Define your investment needs in order to know when to sell
Write your investment goals. If you invest in the stock market to plan your retirement, then, stay in the market for most of your youth, and gradually exit the market, as you get older. You do not want to have your retirement money in a volatile market, so when approaching retirement, withdraw the money from the reserves and place it in the safest values such as bonds. Younger people can keep their money in stocks because if there is a decline, they have more time to recover.
Sell higher than you paid. If you bought a stock of US $ 20 per share and now that share is at the US $ 50 per share, you might consider selling them if you want to collect and use that money. Selling higher is the key.
Sell when you have made a good profit and do not become greedy. Get your portion, and move on. Consistent and good movements are better than winning the lottery with an action.

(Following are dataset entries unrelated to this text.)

//! AST generator - C Code Generation
//!
//! This crate turns a validated [`Registry`] into the two generated source
//! units the interpreter compiles:
//!
//! - the operations unit (`ast.c`): per-family container operations
//! - the declarations unit (`ast.h`): discriminator enum, node header,
//!   base/container records, operation prototypes and variant records
//!
//! Emission is a pure function of the registry and [`EmitOptions`].

pub mod c_model;
pub mod declarations;
pub mod layout;
pub mod operations;

pub use c_model::{CItem, CRecord, CUnit, RecordKind};
pub use declarations::declarations_unit;
pub use layout::{LayoutEngine, LayoutError, RecordLayout, TargetModel};
pub use operations::{operations_unit, MIN_CAPACITY};

use astgen_common::GenError;
use astgen_schema::Registry;
use log::{debug, info};
use std::fs;
use std::io::{BufWriter, Write};
use std::path::{Path, PathBuf};

/// Names and boilerplate of the generated units
#[derive(Debug, Clone, PartialEq, Eq)]
pub struct EmitOptions {
    /// File name of the declarations unit, also `#include`d by the operations unit
    pub header_name: String,
    /// File name of the operations unit
    pub source_name: String,
    /// Include guard macro of the declarations unit
    pub guard: String,
    /// Interpreter headers providing `Token`, `Value` and the array macros
    pub includes: Vec<String>,
}

impl Default for EmitOptions {
    fn default() -> Self {
        Self {
            header_name: "ast.h".to_string(),
            source_name: "ast.c".to_string(),
            guard: "saffron_AST_H".to_string(),
            includes: vec![
                "../scanner.h".to_string(),
                "../value.h".to_string(),
                "../memory.h".to_string(),
            ],
        }
    }
}

/// Rendered text of both generated units
#[derive(Debug, Clone, PartialEq, Eq)]
pub struct Artifacts {
    pub operations: String,
    pub declarations: String,
}

impl Artifacts {
    /// Write both units into `dir`, returning the written paths (source, header)
    pub fn write_to(&self, dir: &Path, options: &EmitOptions) -> Result<Vec<PathBuf>, GenError> {
        fs::create_dir_all(dir)?;

        let outputs = [
            (dir.join(&options.source_name), &self.operations),
            (dir.join(&options.header_name), &self.declarations),
        ];
        let mut written = Vec::with_capacity(outputs.len());
        for (path, text) in outputs {
            let file = fs::File::create(&path)?;
            let mut writer = BufWriter::new(file);
            writer.write_all(text.as_bytes())?;
            writer.flush()?;
            debug!("Wrote {} bytes to {}", text.len(), path.display());
            written.push(path);
        }
        Ok(written)
    }
}

/// Main entry point for code generation
pub fn generate(registry: &Registry, options: &EmitOptions) -> Artifacts {
    info!(
        "Generating {} and {} for {} families, {} variants",
        options.source_name,
        options.header_name,
        registry.families().len(),
        registry.variant_count()
    );
    Artifacts {
        operations: operations_unit(registry, options).render(),
        declarations: declarations_unit(registry, options).render(),
    }
}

Hold on to your action if it has fallen in value. Do not sell for an amount less than what you already paid. If some fall in price, average the cost in dollars and buy more shares. Yes, you buy more. The price of the stock is going to rise and when it does, you will own more than you did initially and the prices have increased exponentially.
Be patient and distant in the market. If you can keep your emotions out of the market and wait for a good rate of return or for the market to rise again after a low, then you will succeed in entering and leaving the market.
The only people who never lose money in the stock market are those who sell at a loss. Paper losses are just that, paper losses are not real losses. Most of the people who lost money (on paper) in 2009 have had their money back and a little more. The only people who lost were those who sold.